Instructions to follow –
Find the line with "store.next_id += 1;" in the records below. Copy it and every line after it, up to and including the line with "pub async fn get(&self, id: EventId)".

The records –
***
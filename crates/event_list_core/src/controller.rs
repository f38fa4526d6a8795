//! EventListController: owns the FilterState, issues one request per
//! interaction and renders the latest issued response into the table.
//!
//! Every issued request carries a generation number. A completion is only
//! rendered when its generation is still the newest one issued, so the table
//! always shows the answer to the last request the user caused, whatever
//! order responses arrive in. Nothing is cancelled; stale answers are dropped.

use crate::api::{EventSource, FetchError};
use crate::filter_state::{FilterState, ToggleEmphasis};
use crate::models::{EventListResponse, TimeFilter};
use crate::render::{self, DateFormatter, TableRow};
use crate::request::EventListRequest;
use std::cell::{Cell, RefCell};

/// Handle to the table body. Every call is a full replace.
pub trait TableView {
    fn replace_rows(&self, rows: Vec<TableRow>);
}

/// Handle to the two filter toggle controls.
pub trait FilterToggles {
    fn set_emphasis(&self, emphasis: ToggleEmphasis);
}

/// A request that has been issued but not yet answered.
#[derive(Clone, Debug, PartialEq, Eq)]
pub struct PendingRefresh {
    generation: u64,
    request: EventListRequest,
}

impl PendingRefresh {
    pub fn generation(&self) -> u64 {
        self.generation
    }

    pub fn request(&self) -> &EventListRequest {
        &self.request
    }
}

#[derive(Clone, Copy, Debug, PartialEq, Eq)]
pub enum RefreshOutcome {
    /// Table replaced with this many event rows (0 = placeholder row).
    Rendered { events: usize },
    /// Table replaced with the error row.
    Failed,
    /// A newer request was issued meanwhile; table untouched.
    Stale,
}

pub struct EventListController<S, T, G> {
    source: S,
    table: T,
    toggles: G,
    page_url: String,
    dates: Cell<DateFormatter>,
    state: RefCell<FilterState>,
    issued: Cell<u64>,
}

impl<S, T, G> EventListController<S, T, G>
where
    S: EventSource,
    T: TableView,
    G: FilterToggles,
{
    pub fn new(source: S, table: T, toggles: G, page_url: impl Into<String>, dates: DateFormatter) -> Self {
        Self {
            source,
            table,
            toggles,
            page_url: page_url.into(),
            dates: Cell::new(dates),
            state: RefCell::new(FilterState::default()),
            issued: Cell::new(0),
        }
    }

    pub fn filter_state(&self) -> FilterState {
        self.state.borrow().clone()
    }

    pub fn latest_generation(&self) -> u64 {
        self.issued.get()
    }

    pub fn dates(&self) -> DateFormatter {
        self.dates.get()
    }

    /// Swaps the date layout used for rows rendered from now on. The page
    /// learns the viewer's locale asynchronously, so this can land while the
    /// first request is still in flight.
    pub fn set_dates(&self, dates: DateFormatter) {
        self.dates.set(dates);
    }

    /// Sets the filter, re-emphasises the toggles and issues a refresh,
    /// even when `filter` is already selected.
    pub fn select_filter(&self, filter: TimeFilter) -> PendingRefresh {
        self.state.borrow_mut().select_filter(filter);
        self.toggles.set_emphasis(ToggleEmphasis::for_selected(filter));
        self.refresh()
    }

    /// Called on every input change; no debounce.
    pub fn update_search_text(&self, text: impl Into<String>) -> PendingRefresh {
        self.state.borrow_mut().update_search_text(text);
        self.refresh()
    }

    /// Snapshots the current state and issues the next generation.
    /// Drive the result with [`Self::complete`].
    pub fn refresh(&self) -> PendingRefresh {
        let generation = self.issued.get() + 1;
        self.issued.set(generation);
        let request = EventListRequest::new(&self.page_url, &self.state.borrow());
        log::debug!("event list: issue gen={} {}", generation, request.url());
        PendingRefresh { generation, request }
    }

    /// Sends the request and renders the answer if it is still current.
    pub async fn complete(&self, pending: PendingRefresh) -> RefreshOutcome {
        let result = self.source.fetch(&pending.request).await;
        self.apply(pending.generation, result)
    }

    /// Renders a finished fetch. Exposed so callers that fetch elsewhere can
    /// feed results back in.
    pub fn apply(
        &self,
        generation: u64,
        result: Result<EventListResponse, FetchError>,
    ) -> RefreshOutcome {
        let latest = self.issued.get();
        if generation != latest {
            log::debug!("event list: drop gen={} (latest={})", generation, latest);
            return RefreshOutcome::Stale;
        }
        match result {
            Ok(response) => {
                let events = response.events.len();
                self.table
                    .replace_rows(render::render_events(&response.events, &self.dates.get()));
                RefreshOutcome::Rendered { events }
            }
            Err(e) => {
                log::warn!("event list: gen={} failed: {}", generation, e);
                self.table.replace_rows(render::render_failure());
                RefreshOutcome::Failed
            }
        }
    }
}
use super::ids::EventId;
use chrono::{DateTime, Utc};
use serde::{Deserialize, Serialize};

#[derive(Clone, Debug, PartialEq)]
pub struct EventRecord {
    pub id: EventId,
    pub title: String,
    pub description: String,
    pub date: DateTime<Utc>,
}

impl EventRecord {
    pub fn is_past(&self, now: DateTime<Utc>) -> bool {
        self.date < now
    }
}

#[derive(Clone, Debug)]
pub struct NewEvent {
    pub title: String,
    pub description: String,
    pub date: DateTime<Utc>,
}

impl NewEvent {
    pub fn new(title: impl Into<String>, date: DateTime<Utc>) -> Self {
        Self {
            title: title.into(),
            description: String::new(),
            date,
        }
    }

    pub fn with_description(mut self, description: impl Into<String>) -> Self {
        self.description = description.into();
        self
    }
}

/// Which side of "now" the list shows. Anything but `past` means upcoming.
#[derive(Clone, Copy, Debug, Default, PartialEq, Eq)]
pub enum TimeFilter {
    #[default]
    Upcoming,
    Past,
}

impl TimeFilter {
    pub fn from_query(raw: Option<&str>) -> Self {
        match raw {
            Some("past") => TimeFilter::Past,
            _ => TimeFilter::Upcoming,
        }
    }

    pub fn as_str(&self) -> &'static str {
        match self {
            TimeFilter::Upcoming => "upcoming",
            TimeFilter::Past => "past",
        }
    }
}

#[derive(Debug, Default, Deserialize)]
pub struct EventListQuery {
    pub filter: Option<String>,
    pub search: Option<String>,
}

impl EventListQuery {
    pub fn time_filter(&self) -> TimeFilter {
        TimeFilter::from_query(self.filter.as_deref())
    }

    /// Trimmed search text; empty means no title filter.
    pub fn search_text(&self) -> &str {
        self.search.as_deref().unwrap_or("").trim()
    }
}

/// One row of the list endpoint.
#[derive(Clone, Debug, PartialEq, Serialize, Deserialize)]
pub struct EventSummary {
    pub id: EventId,
    pub title: String,
    pub date: DateTime<Utc>,
    pub registration_count: usize,
}

#[derive(Clone, Debug, PartialEq, Serialize, Deserialize)]
pub struct EventListResponse {
    pub events: Vec<EventSummary>,
}

#[derive(Clone, Debug, PartialEq, Serialize, Deserialize)]
pub struct EventDetail {
    pub id: EventId,
    pub title: String,
    pub description: String,
    pub date: DateTime<Utc>,
    pub registration_count: usize,
    pub is_past: bool,
    /// The registration form is only offered for events that have not happened.
    pub registration_open: bool,
}

impl EventDetail {
    pub fn new(event: &EventRecord, registration_count: usize, now: DateTime<Utc>) -> Self {
        let is_past = event.is_past(now);
        Self {
            id: event.id,
            title: event.title.clone(),
            description: event.description.clone(),
            date: event.date,
            registration_count,
            is_past,
            registration_open: !is_past,
        }
    }
}
use dioxus::prelude::*;
use crate::screens::EventsScreen;
use crate::theme::{spacing, AppColors};
use crate::widgets::Page;

#[component]
pub fn App() -> Element {
    let mut is_dark = use_signal(|| false);
    let label = if is_dark() { "Light" } else { "Dark" };

    rsx! {
        Page {
            is_dark: is_dark(),
            title: "Events",
            actions: rsx! {
                button {
                    id: "theme_toggle",
                    onclick: move |_| is_dark.toggle(),
                    style: "padding: {spacing::XS} {spacing::SM}; border-radius: 8px; border: 1px solid {AppColors::OUTLINE}; background: transparent; color: {AppColors::OUTLINE}; cursor: pointer;",
                    "{label}"
                }
            },
            EventsScreen { is_dark: is_dark() }
        }
    }
}
//! In-memory event and registration store shared by all handlers.

use crate::error::ApiError;
use crate::models::{
    AdminEvent, AdminRegistration, EventId, EventRecord, EventSummary, NewEvent, Registration,
    TimeFilter,
};
use chrono::{DateTime, Utc};
use std::collections::BTreeMap;
use std::sync::Arc;
use tokio::sync::RwLock;

#[derive(Default)]
struct Store {
    next_id: EventId,
    events: BTreeMap<EventId, EventRecord>,
    registrations: Vec<Registration>,
}

impl Store {
    fn registration_count(&self, event_id: EventId) -> usize {
        self.registrations
            .iter()
            .filter(|r| r.event_id == event_id)
            .count()
    }

    fn is_registered(&self, event_id: EventId, email: &str) -> bool {
        self.registrations
            .iter()
            .any(|r| r.event_id == event_id && r.email == email)
    }
}

#[derive(Clone, Default)]
pub struct EventRepository {
    inner: Arc<RwLock<Store>>,
}

impl EventRepository {
    pub fn new() -> Self {
        Self::default()
    }

    pub async fn insert_event(&self, new: NewEvent) -> EventRecord {
        let mut store = self.inner.write().await;
        store.next_id += 1;
        let record = EventRecord {
            id: store.next_id,
            title: new.title,
            description: new.description,
            date: new.date,
        };
        store.events.insert(record.id, record.clone());
        record
    }

    pub async fn get(&self, id: EventId) -> Option<EventRecord> {
        self.inner.read().await.events.get(&id).cloned()
    }

    pub async fn event_count(&self) -> usize {
        self.inner.read().await.events.len()
    }

    /// Past events newest first, upcoming soonest first; `search` is a
    /// case-insensitive title substring (empty = all).
    pub async fn list(
        &self,
        filter: TimeFilter,
        search: &str,
        now: DateTime<Utc>,
    ) -> Vec<EventSummary> {
        let store = self.inner.read().await;
        let needle = search.to_lowercase();
        let mut matched: Vec<&EventRecord> = store
            .events
            .values()
            .filter(|e| match filter {
                TimeFilter::Past => e.date < now,
                TimeFilter::Upcoming => e.date >= now,
            })
            .filter(|e| needle.is_empty() || e.title.to_lowercase().contains(&needle))
            .collect();
        match filter {
            TimeFilter::Past => matched.sort_by(|a, b| b.date.cmp(&a.date).then(a.id.cmp(&b.id))),
            TimeFilter::Upcoming => matched.sort_by(|a, b| a.date.cmp(&b.date).then(a.id.cmp(&b.id))),
        }
        matched
            .into_iter()
            .map(|e| EventSummary {
                id: e.id,
                title: e.title.clone(),
                date: e.date,
                registration_count: store.registration_count(e.id),
            })
            .collect()
    }

    /// Every event, newest date first. `search` matches the title or the
    /// `YYYY-MM-DD` date, case-insensitively.
    pub async fn all_events(&self, search: &str) -> Vec<AdminEvent> {
        let store = self.inner.read().await;
        let needle = search.to_lowercase();
        let mut matched: Vec<&EventRecord> = store
            .events
            .values()
            .filter(|e| {
                needle.is_empty()
                    || e.title.to_lowercase().contains(&needle)
                    || e.date.format("%Y-%m-%d").to_string().contains(&needle)
            })
            .collect();
        matched.sort_by(|a, b| b.date.cmp(&a.date).then(a.id.cmp(&b.id)));
        matched
            .into_iter()
            .map(|e| AdminEvent::new(e, store.registration_count(e.id)))
            .collect()
    }

    /// Registrations in the order they were made, optionally for one event.
    /// `search` matches the email or the event title, case-insensitively.
    pub async fn registrations(&self, event: Option<EventId>, search: &str) -> Vec<AdminRegistration> {
        let store = self.inner.read().await;
        let needle = search.to_lowercase();
        store
            .registrations
            .iter()
            .filter(|r| event.map_or(true, |id| r.event_id == id))
            .filter_map(|r| {
                let title = store.events.get(&r.event_id).map(|e| e.title.as_str())?;
                let hit = needle.is_empty()
                    || r.email.to_lowercase().contains(&needle)
                    || title.to_lowercase().contains(&needle);
                hit.then(|| AdminRegistration::new(r, title))
            })
            .collect()
    }

    pub async fn registration_count(&self, event_id: EventId) -> usize {
        self.inner.read().await.registration_count(event_id)
    }

    pub async fn is_registered(&self, event_id: EventId, email: &str) -> bool {
        self.inner.read().await.is_registered(event_id, email)
    }

    /// Stores a registration. The (event, email) pair is unique; a second
    /// insert of the same pair is a validation error.
    pub async fn add_registration(&self, registration: Registration) -> Result<Registration, ApiError> {
        let mut store = self.inner.write().await;
        if !store.events.contains_key(&registration.event_id) {
            return Err(ApiError::NotFound(format!("event {}", registration.event_id)));
        }
        if store.is_registered(registration.event_id, &registration.email) {
            let mut errors = crate::error::FieldErrors::new();
            errors
                .entry("email")
                .or_default()
                .push(crate::models::registration::DUPLICATE_EMAIL.to_string());
            return Err(ApiError::Validation(errors));
        }
        store.registrations.push(registration.clone());
        Ok(registration)
    }
}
***
Your solution –
        store.next_id += 1;
        let record = EventRecord {
            id: store.next_id,
            title: new.title,
            description: new.description,
            date: new.date,
        };
        store.events.insert(record.id, record.clone());
        record
    }

    pub async fn get(&self, id: EventId) -> Option<EventRecord> {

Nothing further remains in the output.